Son retour à la musique séculaire sur une succession de labels (Atlantic, Okeh, Vee Jay, et même brièvement Specialty) n'a produit aucun nouveau tube durant les années 60, et il lui a fallu attendre 1970 pour retrouver le sommet du hit-parade, avec Freedom Blues. Mais ses concerts et ses apparitions dans les talk-shows restaient épiques. Même le pourtant malin Dick Cavett ne pouvait que rester coi devant les gentilles rodomontades de Little Richard, qui paraissait tout nu sous son costume échancré vert pomme.

Crise cardiaque

Les tournées et les excès finissent par le rattraper. Il commence à rater des concerts, à se rendre insupportable pour ses proches. Mais la mort de son frère Tony le réveille. Fin 1975, aussi brutalement qu'il était revenu au rock'n'roll, il retourne à Dieu et à son ministère. Un album de gospel, God's Beautiful City, paraît en 1979. Cinq ans plus tard, il commence à faire des concessions à son ancienne carrière, participant à de nombreuses remises de prix et hommages. Il fait partie de la première fournée des pionniers honorés par le Rock'n'Roll Hall of Fame en 1986, mais n'envoie qu'un message filmé parce qu'il est à l'hosto, ayant embouti un poteau télégraphique en voiture à West Hollywood. Jambe et côtes cassées, la série commence.
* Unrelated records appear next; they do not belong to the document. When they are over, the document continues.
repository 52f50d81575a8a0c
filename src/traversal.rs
//! Lazy traversals. Each call starts a fresh walk; nothing is cached on the tree.

use tracing::instrument;

use crate::arena::{NodeId, Tree};

/// Pre-order depth-first walk driven by an explicit stack.
pub struct PreOrder<'a, T> {
    tree: &'a Tree<T>,
    stack: Vec<NodeId>,
}

impl<'a, T> PreOrder<'a, T> {
    fn starting_at(tree: &'a Tree<T>, start: Vec<NodeId>) -> Self {
        Self { tree, stack: start }
    }

    fn push_children(&mut self, id: NodeId) {
        if let Some(node) = self.tree.arena.get(id.0) {
            // Push children in reverse order for left-to-right traversal
            for child in node.children.as_slice().iter().rev() {
                self.stack.push(*child);
            }
        }
    }
}

impl<T> Iterator for PreOrder<'_, T> {
    type Item = NodeId;

    fn next(&mut self) -> Option<Self::Item> {
        let current = self.stack.pop()?;
        self.push_children(current);
        Some(current)
    }
}

/// Parent, grandparent, ... up to the root.
pub struct Ancestors<'a, T> {
    tree: &'a Tree<T>,
    next: Option<NodeId>,
}

impl<T> Iterator for Ancestors<'_, T> {
    type Item = NodeId;

    fn next(&mut self) -> Option<Self::Item> {
        let current = self.next?;
        self.next = self.tree.parent(current);
        Some(current)
    }
}

impl<T> Tree<T> {
    /// Immediate children in collection order.
    pub fn child_nodes(&self, id: NodeId) -> impl Iterator<Item = NodeId> + '_ {
        self.arena
            .get(id.0)
            .into_iter()
            .flat_map(|node| node.children.iter())
    }

    /// Everything strictly below `id`, pre-order.
    #[instrument(level = "trace", skip(self))]
    pub fn descendants(&self, id: NodeId) -> PreOrder<'_, T> {
        let mut walk = PreOrder::starting_at(self, Vec::new());
        walk.push_children(id);
        walk
    }

    /// `id` followed by its descendants.
    #[instrument(level = "trace", skip(self))]
    pub fn subtree(&self, id: NodeId) -> PreOrder<'_, T> {
        let start = if self.contains(id) { vec![id] } else { Vec::new() };
        PreOrder::starting_at(self, start)
    }

    /// Empty for a root.
    pub fn ancestors(&self, id: NodeId) -> Ancestors<'_, T> {
        Ancestors {
            tree: self,
            next: self.parent(id),
        }
    }
}
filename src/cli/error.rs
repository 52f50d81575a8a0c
//! CLI-level errors (wraps tree errors)

use thiserror::Error;

use crate::errors::TreeError;

/// CLI errors are the top-level error type.
/// These are what get displayed to the user.
#[derive(Error, Debug)]
pub enum CliError {
    #[error("{0}")]
    Tree(#[from] TreeError),

    #[error("scenario failed: {0} check(s) did not hold")]
    ScenarioFailed(usize),

    #[error("{0}")]
    Usage(String),
}

/// Result type for CLI operations.
pub type CliResult<T> = Result<T, CliError>;

impl CliError {
    /// Get the appropriate exit code for this error.
    pub fn exit_code(&self) -> i32 {
        match self {
            CliError::Usage(_) => crate::exitcode::USAGE,
            CliError::ScenarioFailed(_) => crate::exitcode::DATAERR,
            CliError::Tree(TreeError::Config { .. }) => crate::exitcode::CONFIG,
            CliError::Tree(_) => crate::exitcode::SOFTWARE,
        }
    }
}
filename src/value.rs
//! Optional capabilities a node payload may expose to the tree.
//!
//! The tree never needs to know the concrete payload type. It asks the value
//! through [`TreeValue`] whether it is node-aware or disposable and only acts
//! on the capabilities the value hands back.

use crate::arena::NodeId;

/// A value that wants to know which node currently holds it.
pub trait NodeAware {
    fn set_node(&mut self, node: NodeId);
}

/// A value that owns resources released by an explicit disposal pass.
pub trait Disposable {
    fn dispose(&mut self);
}

/// Capability queries for node payloads.
///
/// Both methods default to `None`, so a plain payload only needs an empty impl
/// (see [`plain_tree_value!`](crate::plain_tree_value)).
pub trait TreeValue {
    fn as_node_aware(&mut self) -> Option<&mut dyn NodeAware> {
        None
    }

    fn as_disposable(&mut self) -> Option<&mut dyn Disposable> {
        None
    }
}

/// Implements [`TreeValue`] without capabilities for the listed types.
#[macro_export]
macro_rules! plain_tree_value {
    ($($ty:ty),* $(,)?) => {
        $(impl $crate::value::TreeValue for $ty {})*
    };
}

plain_tree_value!(
    (),
    bool,
    char,
    i8,
    i16,
    i32,
    i64,
    i128,
    isize,
    u8,
    u16,
    u32,
    u64,
    u128,
    usize,
    f32,
    f64,
    String,
    &'static str,
);

#[cfg(test)]
mod tests {
    use super::*;

    struct Handle {
        closed: bool,
    }

    impl Disposable for Handle {
        fn dispose(&mut self) {
            self.closed = true;
        }
    }

    impl TreeValue for Handle {
        fn as_disposable(&mut self) -> Option<&mut dyn Disposable> {
            Some(self)
        }
    }

    #[test]
    fn plain_values_expose_no_capabilities() {
        let mut s = String::from("x");
        assert!(s.as_node_aware().is_none());
        assert!(s.as_disposable().is_none());
    }

    #[test]
    fn capability_query_reaches_the_value() {
        let mut h = Handle { closed: false };
        h.as_disposable().expect("disposable").dispose();
        assert!(h.closed);
    }
}
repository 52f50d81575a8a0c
//! Ordered child collection and the add/remove half of the reparent protocol.

use std::slice;
use tracing::{debug, instrument};

use crate::arena::{NodeId, Tree};
use crate::errors::{TreeError, TreeResult};
use crate::events::{CollectionChange, Dispatch, Property, TreeEvent};

/// Children of one node, in insertion order.
///
/// Only the owning [`Tree`] mutates it, so membership always mirrors the
/// children's parent pointers.
#[derive(Debug, Clone, Default, PartialEq, Eq)]
pub struct ChildCollection {
    items: Vec<NodeId>,
}

impl ChildCollection {
    pub fn len(&self) -> usize {
        self.items.len()
    }

    pub fn is_empty(&self) -> bool {
        self.items.is_empty()
    }

    pub fn contains(&self, id: NodeId) -> bool {
        self.items.contains(&id)
    }

    pub fn get(&self, index: usize) -> Option<NodeId> {
        self.items.get(index).copied()
    }

    pub fn position(&self, id: NodeId) -> Option<usize> {
        self.items.iter().position(|&item| item == id)
    }

    pub fn iter(&self) -> std::iter::Copied<slice::Iter<'_, NodeId>> {
        self.items.iter().copied()
    }

    pub fn as_slice(&self) -> &[NodeId] {
        &self.items
    }

    fn push(&mut self, id: NodeId) -> usize {
        self.items.push(id);
        self.items.len() - 1
    }

    fn remove_at(&mut self, index: usize) -> NodeId {
        self.items.remove(index)
    }
}

impl<'a> IntoIterator for &'a ChildCollection {
    type Item = NodeId;
    type IntoIter = std::iter::Copied<slice::Iter<'a, NodeId>>;

    fn into_iter(self) -> Self::IntoIter {
        self.iter()
    }
}

/// Mutable handle on the children of `owner`.
///
/// `add` and `remove` always update the child's parent pointer as well.
pub struct ChildrenMut<'a, T> {
    tree: &'a mut Tree<T>,
    owner: NodeId,
}

impl<T> ChildrenMut<'_, T> {
    pub fn owner(&self) -> NodeId {
        self.owner
    }

    /// Appends `child`, detaching it from its previous parent first.
    pub fn add(&mut self, child: NodeId) -> TreeResult<()> {
        let result = self.tree.insert_child(self.owner, child, true);
        self.tree.flush();
        result
    }

    /// Removes `child` and clears its parent. Returns whether it was a child.
    pub fn remove(&mut self, child: NodeId) -> TreeResult<bool> {
        let result = self.tree.remove_child(self.owner, child, true);
        self.tree.flush();
        result
    }

    pub fn contains(&self, child: NodeId) -> bool {
        self.tree
            .arena
            .get(self.owner.0)
            .map_or(false, |node| node.children.contains(child))
    }

    pub fn len(&self) -> usize {
        self.tree
            .arena
            .get(self.owner.0)
            .map_or(0, |node| node.children.len())
    }

    pub fn is_empty(&self) -> bool {
        self.len() == 0
    }
}

impl<T> Tree<T> {
    pub fn children(&self, id: NodeId) -> TreeResult<&ChildCollection> {
        Ok(&self.node(id)?.children)
    }

    pub fn children_mut(&mut self, id: NodeId) -> TreeResult<ChildrenMut<'_, T>> {
        self.ensure_live(id)?;
        Ok(ChildrenMut { tree: self, owner: id })
    }

    /// Collection-side entry of the reparent protocol.
    ///
    /// With `update_parent` the child's parent pointer is moved via
    /// `link_parent(.., update_child_collections = false)`, which must not add
    /// the child to this collection a second time.
    #[instrument(level = "trace", skip(self))]
    pub(crate) fn insert_child(
        &mut self,
        owner: NodeId,
        child: NodeId,
        update_parent: bool,
    ) -> TreeResult<()> {
        self.ensure_live(owner)?;
        self.ensure_live(child)?;
        if child == owner || self.is_ancestor_of(child, owner) {
            return Err(TreeError::CycleDetected {
                node: child,
                parent: owner,
            });
        }
        if self.node(owner)?.children.contains(child) {
            return Ok(());
        }

        if update_parent {
            self.link_parent(child, Some(owner), false)?;
        }

        let index = self.node_mut(owner)?.children.push(child);
        debug!(%owner, %child, index, "child added");
        self.queue_collection_change(owner, CollectionChange::Added { node: child, index });
        Ok(())
    }

    #[instrument(level = "trace", skip(self))]
    pub(crate) fn remove_child(
        &mut self,
        owner: NodeId,
        child: NodeId,
        update_parent: bool,
    ) -> TreeResult<bool> {
        if update_parent {
            self.ensure_live(owner)?;
        }
        let Some(index) = self.node(owner)?.children.position(child) else {
            return Ok(false);
        };
        if update_parent {
            self.ensure_live(child)?;
        }

        self.node_mut(owner)?.children.remove_at(index);
        debug!(%owner, %child, index, "child removed");
        self.queue_collection_change(owner, CollectionChange::Removed { node: child, index });

        if update_parent {
            self.link_parent(child, None, false)?;
        }
        Ok(true)
    }

    /// Re-raises a collection change as the owner's own notifications.
    fn queue_collection_change(&mut self, owner: NodeId, change: CollectionChange) {
        self.queue(owner, Dispatch::Local(TreeEvent::PropertyChanged(Property::Count)));
        self.queue(owner, Dispatch::Local(TreeEvent::PropertyChanged(Property::Items)));
        self.queue(owner, Dispatch::Local(TreeEvent::ChildrenChanged(change)));
    }
}

#[cfg(test)]
mod tests {
    use super::*;

    #[test]
    fn add_sets_parent_and_keeps_insertion_order() {
        let mut tree: Tree<i32> = Tree::new();
        let root = tree.create_root(0);
        let a = tree.create_root(1);
        let b = tree.create_root(2);

        let mut children = tree.children_mut(root).unwrap();
        children.add(b).unwrap();
        children.add(a).unwrap();
        assert_eq!(children.len(), 2);

        assert_eq!(tree.children(root).unwrap().as_slice(), &[b, a]);
        assert_eq!(tree.parent(a), Some(root));
        assert_eq!(tree.parent(b), Some(root));
    }

    #[test]
    fn adding_an_existing_child_does_not_duplicate_it() {
        let mut tree: Tree<i32> = Tree::new();
        let root = tree.create_root(0);
        let a = tree.create_node(Some(1), Some(root)).unwrap();

        tree.children_mut(root).unwrap().add(a).unwrap();
        assert_eq!(tree.children(root).unwrap().len(), 1);
    }

    #[test]
    fn add_moves_child_away_from_previous_parent() {
        let mut tree: Tree<i32> = Tree::new();
        let first = tree.create_root(0);
        let second = tree.create_root(1);
        let child = tree.create_node(Some(2), Some(first)).unwrap();

        tree.children_mut(second).unwrap().add(child).unwrap();

        assert!(tree.children(first).unwrap().is_empty());
        assert!(tree.children(second).unwrap().contains(child));
        assert_eq!(tree.parent(child), Some(second));
    }

    #[test]
    fn remove_reports_membership() {
        let mut tree: Tree<i32> = Tree::new();
        let root = tree.create_root(0);
        let a = tree.create_node(Some(1), Some(root)).unwrap();
        let stranger = tree.create_root(2);

        assert!(!tree.children_mut(root).unwrap().remove(stranger).unwrap());
        assert!(tree.children_mut(root).unwrap().remove(a).unwrap());
        assert_eq!(tree.parent(a), None);
        assert!(!tree.children_mut(root).unwrap().remove(a).unwrap());
    }

    #[test]
    fn adding_an_ancestor_is_rejected_without_mutation() {
        let mut tree: Tree<i32> = Tree::new();
        let root = tree.create_root(0);
        let a = tree.create_node(Some(1), Some(root)).unwrap();

        let err = tree.children_mut(a).unwrap().add(root).unwrap_err();
        assert_eq!(err, TreeError::CycleDetected { node: root, parent: a });
        assert!(tree.children(a).unwrap().is_empty());
        assert_eq!(tree.parent(root), None);

        let err = tree.children_mut(a).unwrap().add(a).unwrap_err();
        assert_eq!(err, TreeError::CycleDetected { node: a, parent: a });
    }
}
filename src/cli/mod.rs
//! CLI layer: argument parsing and command dispatch

pub mod args;
pub mod commands;
pub mod error;
pub mod output;

pub use args::{Cli, Commands};
pub use error::{CliError, CliResult};
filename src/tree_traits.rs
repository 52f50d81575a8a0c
use std::fmt::Display;

use termtree::Tree as TermTree;
use tracing::instrument;

use crate::arena::{NodeId, NodeRef, Tree};

pub trait TreeNodeConvert {
    fn to_tree_string(&self) -> TermTree<String>;
}

impl<T: Display> TreeNodeConvert for NodeRef<'_, T> {
    #[instrument(level = "trace", skip(self), fields(node = %self.id()))]
    fn to_tree_string(&self) -> TermTree<String> {
        let tree = self.tree();
        let label = match self.value() {
            Some(value) => format!("{} [depth={}, height={}]", value, self.depth(), self.height()),
            None => format!("<none> [depth={}, height={}]", self.depth(), self.height()),
        };

        let leaves: Vec<_> = tree
            .child_nodes(self.id())
            .filter_map(|child| tree.get(child))
            .map(|child| child.to_tree_string())
            .collect();

        TermTree::new(label).with_leaves(leaves)
    }
}

impl<T: Display> TreeNodeConvert for Tree<T> {
    fn to_tree_string(&self) -> TermTree<String> {
        let roots: Vec<NodeId> = self.roots().collect();
        match roots.as_slice() {
            [] => TermTree::new("Empty tree".to_string()),
            [single] => render(self, *single),
            _ => TermTree::new("*".to_string())
                .with_leaves(roots.iter().map(|&root| render(self, root))),
        }
    }
}

fn render<T: Display>(tree: &Tree<T>, id: NodeId) -> TermTree<String> {
    tree.get(id)
        .map(|node| node.to_tree_string())
        .unwrap_or_else(|| TermTree::new(id.to_string()))
}
//! Node-side entry of the reparent protocol.

use tracing::{debug, instrument};

use crate::arena::{NodeId, Tree};
use crate::errors::{TreeError, TreeResult};
use crate::events::{Dispatch, NodeChangeType, Property, TreeEvent};

impl<T> Tree<T> {
    /// Moves `id` under `parent`, or detaches it with `None`.
    ///
    /// Setting the current parent again is a no-op and fires nothing.
    pub fn set_parent(&mut self, id: NodeId, parent: Option<NodeId>) -> TreeResult<()> {
        let result = self.link_parent(id, parent, true);
        self.flush();
        result
    }

    /// Shared by `set_parent` and the child collection.
    ///
    /// `update_child_collections = false` is passed by the collection when it
    /// has already taken care of its own membership. Every contract check runs
    /// before the first write.
    #[instrument(level = "trace", skip(self))]
    pub(crate) fn link_parent(
        &mut self,
        id: NodeId,
        new_parent: Option<NodeId>,
        update_child_collections: bool,
    ) -> TreeResult<()> {
        let old_parent = self.ensure_live(id)?.parent;
        if let Some(parent) = new_parent {
            self.ensure_live(parent)?;
            if parent == id || self.is_ancestor_of(id, parent) {
                return Err(TreeError::CycleDetected { node: id, parent });
            }
        }
        if old_parent == new_parent {
            return Ok(());
        }

        let old_depth = self.depth_of(id);
        let parent_height_before = new_parent.map(|parent| self.height_of(parent));

        if let Some(old) = old_parent {
            if self.node(old)?.children.contains(id) {
                self.remove_child(old, id, false)?;
            }
        }

        self.node_mut(id)?.parent = new_parent;

        if update_child_collections {
            if let Some(parent) = new_parent {
                self.insert_child(parent, id, false)?;
            }
        }
        debug!(node = %id, ?old_parent, ?new_parent, "reparented");

        if let Some(old) = old_parent {
            self.queue(
                old,
                Dispatch::BubbleUp(TreeEvent::DescendantChanged {
                    kind: NodeChangeType::NodeRemoved,
                    node: id,
                }),
            );
            let removed = TreeEvent::AncestorChanged {
                kind: NodeChangeType::NodeRemoved,
                node: id,
            };
            self.queue(old, Dispatch::BroadcastDown(removed));
            // the moved subtree still hears about the detach once it left `old`
            if !self.is_ancestor_of(old, id) {
                self.queue(id, Dispatch::BroadcastDown(removed));
            }
        }

        if old_depth != self.depth_of(id) {
            self.queue(id, Dispatch::BubbleUp(TreeEvent::PropertyChanged(Property::Depth)));
        }

        if let (Some(parent), Some(before)) = (new_parent, parent_height_before) {
            // evaluated at dispatch time, once the collection side has settled
            self.queue(parent, Dispatch::HeightCheck { before });
            self.queue(
                parent,
                Dispatch::BubbleUp(TreeEvent::DescendantChanged {
                    kind: NodeChangeType::NodeAdded,
                    node: id,
                }),
            );
            self.queue(
                parent,
                Dispatch::BroadcastDown(TreeEvent::AncestorChanged {
                    kind: NodeChangeType::NodeAdded,
                    node: id,
                }),
            );
        }

        self.queue(id, Dispatch::Local(TreeEvent::PropertyChanged(Property::Parent)));
        self.queue(
            id,
            Dispatch::Local(TreeEvent::ParentChanged {
                old: old_parent,
                new: new_parent,
            }),
        );
        Ok(())
    }
}
use serde::{Deserialize, Serialize};
use tracing::{debug, instrument};

use crate::arena::{NodeId, Tree};
use crate::errors::{TreeError, TreeResult};
use crate::events::{Dispatch, TreeEvent};
use crate::value::TreeValue;

/// Order in which a node disposes its children relative to its own value.
#[derive(Debug, Clone, Copy, Default, PartialEq, Eq, Serialize, Deserialize)]
#[serde(rename_all = "snake_case")]
pub enum DisposeTraversal {
    /// Children first, then the value
    #[default]
    BottomUp,
    /// Value first, then the children
    TopDown,
}

impl<T> Tree<T> {
    pub fn dispose_traversal(&self, id: NodeId) -> TreeResult<DisposeTraversal> {
        Ok(self.node(id)?.dispose_traversal)
    }

    pub fn set_dispose_traversal(&mut self, id: NodeId, traversal: DisposeTraversal) -> TreeResult<()> {
        self.ensure_live_mut(id)?.dispose_traversal = traversal;
        Ok(())
    }
}

impl<T: TreeValue> Tree<T> {
    /// Disposes `id`.
    ///
    /// Children are only disposed when the value itself is disposable.
    /// Children that were disposed earlier on their own are skipped. The node
    /// is marked disposed in every case; a second call fails with
    /// [`TreeError::AlreadyDisposed`].
    #[instrument(level = "debug", skip(self))]
    pub fn dispose(&mut self, id: NodeId) -> TreeResult<()> {
        let node = self.node(id)?;
        if node.disposed {
            return Err(TreeError::AlreadyDisposed(id));
        }
        let traversal = node.dispose_traversal;

        self.queue(id, Dispatch::Local(TreeEvent::Disposing));
        self.flush();

        let node = self.node_mut(id)?;
        let value_disposable = node
            .value
            .as_mut()
            .map_or(false, |value| value.as_disposable().is_some());

        if value_disposable {
            let mut children: Vec<NodeId> = node.children.iter().collect();
            children.retain(|child| !self.is_disposed(*child).unwrap_or(true));
            if traversal == DisposeTraversal::BottomUp {
                for child in &children {
                    self.dispose(*child)?;
                }
            }
            self.dispose_value(id)?;
            if traversal == DisposeTraversal::TopDown {
                for child in &children {
                    self.dispose(*child)?;
                }
            }
        }

        self.node_mut(id)?.disposed = true;
        // the slot stays for `is_disposed`; nothing is delivered here any more
        drop(self.listeners.remove(&id));
        debug!(node = %id, ?traversal, value_disposable, "disposed");
        Ok(())
    }

    fn dispose_value(&mut self, id: NodeId) -> TreeResult<()> {
        if let Some(disposable) = self
            .node_mut(id)?
            .value
            .as_mut()
            .and_then(|value| value.as_disposable())
        {
            disposable.dispose();
        }
        Ok(())
    }
}
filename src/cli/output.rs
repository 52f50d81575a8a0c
//! Terminal output formatting with colors
//!
//! Respects NO_COLOR, CLICOLOR, CLICOLOR_FORCE automatically.

use colored::Colorize;

/// Print error (red bold "error:" prefix) to stderr
pub fn error(msg: &(impl std::fmt::Display + ?Sized)) {
    eprintln!("{}: {}", "error".red().bold(), msg);
}

/// Print success status indented (green checkmark)
pub fn success_detail(msg: &(impl std::fmt::Display + ?Sized)) {
    println!("  {} {}", "✓".green(), msg);
}

/// Print failure status (red X, indented)
pub fn failure(msg: &(impl std::fmt::Display + ?Sized)) {
    println!("  {} {}", "✗".red(), msg);
}

/// Print a key/value line (green label)
pub fn action(label: &str, msg: &(impl std::fmt::Display + ?Sized)) {
    println!("{}: {}", label.green(), msg);
}

/// Print section header (cyan bold)
pub fn header(msg: &(impl std::fmt::Display + ?Sized)) {
    println!("{}", msg.to_string().cyan().bold());
}
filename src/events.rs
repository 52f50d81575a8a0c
//! Change events and their propagation.
//!
//! Mutations only queue what has to be announced. The queue is flushed when
//! the public operation has finished updating pointers, so listeners never
//! observe a child whose parent pointer disagrees with its owner's collection.

use std::fmt;
use tracing::{debug, trace};

use crate::arena::{NodeId, Tree};
use crate::errors::TreeResult;

#[derive(Debug, Clone, Copy, PartialEq, Eq, Hash)]
pub enum NodeChangeType {
    NodeAdded,
    NodeRemoved,
}

/// Names carried by [`TreeEvent::PropertyChanged`].
#[derive(Debug, Clone, Copy, PartialEq, Eq, Hash)]
pub enum Property {
    Value,
    Parent,
    Height,
    Depth,
    /// Forwarded from the child collection
    Count,
    /// Forwarded from the child collection
    Items,
}

impl Property {
    pub fn name(&self) -> &'static str {
        match self {
            Property::Value => "Value",
            Property::Parent => "Parent",
            Property::Height => "Height",
            Property::Depth => "Depth",
            Property::Count => "Count",
            Property::Items => "Item[]",
        }
    }
}

#[derive(Debug, Clone, Copy, PartialEq, Eq)]
pub enum CollectionChange {
    Added { node: NodeId, index: usize },
    Removed { node: NodeId, index: usize },
}

#[derive(Debug, Clone, Copy, PartialEq, Eq)]
pub enum TreeEvent {
    /// Generic property notification. `Depth` bubbles up to every ancestor,
    /// `Height` is broadcast down to every descendant.
    PropertyChanged(Property),
    ChildrenChanged(CollectionChange),
    /// Something above the receiving node changed. Broadcast downward.
    AncestorChanged { kind: NodeChangeType, node: NodeId },
    /// Something below the receiving node changed. Bubbles upward.
    DescendantChanged { kind: NodeChangeType, node: NodeId },
    ParentChanged {
        old: Option<NodeId>,
        new: Option<NodeId>,
    },
    Disposing,
}

impl fmt::Display for TreeEvent {
    fn fmt(&self, f: &mut fmt::Formatter<'_>) -> fmt::Result {
        match self {
            TreeEvent::PropertyChanged(property) => {
                write!(f, "PropertyChanged({})", property.name())
            }
            TreeEvent::ChildrenChanged(CollectionChange::Added { node, index }) => {
                write!(f, "ChildrenChanged(added {} at {})", node, index)
            }
            TreeEvent::ChildrenChanged(CollectionChange::Removed { node, index }) => {
                write!(f, "ChildrenChanged(removed {} from {})", node, index)
            }
            TreeEvent::AncestorChanged { kind, node } => {
                write!(f, "AncestorChanged({:?}, {})", kind, node)
            }
            TreeEvent::DescendantChanged { kind, node } => {
                write!(f, "DescendantChanged({:?}, {})", kind, node)
            }
            TreeEvent::ParentChanged { old, new } => {
                let show = |id: &Option<NodeId>| id.map_or("none".to_string(), |id| id.to_string());
                write!(f, "ParentChanged({} -> {})", show(old), show(new))
            }
            TreeEvent::Disposing => write!(f, "Disposing"),
        }
    }
}

#[derive(Debug, Clone, Copy, PartialEq, Eq, Hash)]
pub struct SubscriptionId(u64);

/// Listener callback: the tree (read-only), the node it is subscribed on,
/// and the event that reached that node.
pub type Listener<T> = Box<dyn FnMut(&Tree<T>, NodeId, &TreeEvent)>;

/// How a queued event travels from its origin.
#[derive(Debug, Clone, Copy)]
pub(crate) enum Dispatch {
    Local(TreeEvent),
    /// origin, then every ancestor
    BubbleUp(TreeEvent),
    /// origin, then every descendant in pre-order
    BroadcastDown(TreeEvent),
    /// broadcast `Height` from the origin if its height differs from `before`
    HeightCheck { before: usize },
}

impl<T> Tree<T> {
    pub fn subscribe<F>(&mut self, id: NodeId, listener: F) -> TreeResult<SubscriptionId>
    where
        F: FnMut(&Tree<T>, NodeId, &TreeEvent) + 'static,
    {
        self.node(id)?;
        let subscription = SubscriptionId(self.next_subscription);
        self.next_subscription += 1;
        self.listeners
            .entry(id)
            .or_default()
            .push((subscription, Box::new(listener)));
        Ok(subscription)
    }

    /// Returns false if the subscription was already gone.
    pub fn unsubscribe(&mut self, subscription: SubscriptionId) -> bool {
        for listeners in self.listeners.values_mut() {
            if let Some(pos) = listeners.iter().position(|(sub, _)| *sub == subscription) {
                drop(listeners.remove(pos));
                return true;
            }
        }
        false
    }

    pub(crate) fn queue(&mut self, origin: NodeId, dispatch: Dispatch) {
        self.pending.push((origin, dispatch));
    }

    /// Delivers everything queued so far, in queue order.
    pub(crate) fn flush(&mut self) {
        let pending = std::mem::take(&mut self.pending);
        for (origin, dispatch) in pending {
            self.dispatch(origin, dispatch);
        }
    }

    fn dispatch(&mut self, origin: NodeId, dispatch: Dispatch) {
        match dispatch {
            Dispatch::Local(event) => self.notify(origin, &event),
            Dispatch::BubbleUp(event) => {
                let chain: Vec<NodeId> = std::iter::once(origin)
                    .chain(self.ancestors(origin))
                    .collect();
                for id in chain {
                    self.notify(id, &event);
                }
            }
            Dispatch::BroadcastDown(event) => {
                let subtree: Vec<NodeId> = self.subtree(origin).collect();
                for id in subtree {
                    self.notify(id, &event);
                }
            }
            Dispatch::HeightCheck { before } => {
                if self.height_of(origin) != before {
                    self.dispatch(
                        origin,
                        Dispatch::BroadcastDown(TreeEvent::PropertyChanged(Property::Height)),
                    );
                }
            }
        }
    }

    fn notify(&mut self, target: NodeId, event: &TreeEvent) {
        if self.settings.log_events {
            debug!(%target, %event, "event");
        } else {
            trace!(%target, %event, "event");
        }
        // Listeners only get `&Tree`, so nothing can subscribe while they run.
        let Some(mut listeners) = self.listeners.remove(&target) else {
            return;
        };
        for (_, listener) in listeners.iter_mut() {
            listener(&*self, target, event);
        }
        self.listeners.insert(target, listeners);
    }
}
En 2007, un remplacement de hanche le laisse cloué dans un fauteuil roulant, et c'est ainsi qu'il apparaît en public depuis. Il fait une crise cardiaque en septembre 2013, et à partir de la fin avril 2016, à cause d'une indiscrétion de Bootsy Collins sur son blog, le monde entier et le National Enquirer le tiennent pour mort. Mais en octobre de l'année suivante, il paraissait frais comme une pêche, chauve mais resplendissant en satin gris et bleu clair, régalant encore les paroissiens adventistes du Camp Meeting 2017, à sa façon inimitable, tout aussi volubile que quand il se vantait sur les radios du pays en 1956. Son indestructibilité n'était que justice. Il était le premier, le plus beau et le plus fort.

(1) The Life and Times of Little Richard, Charles White, Pocket Books, 1984.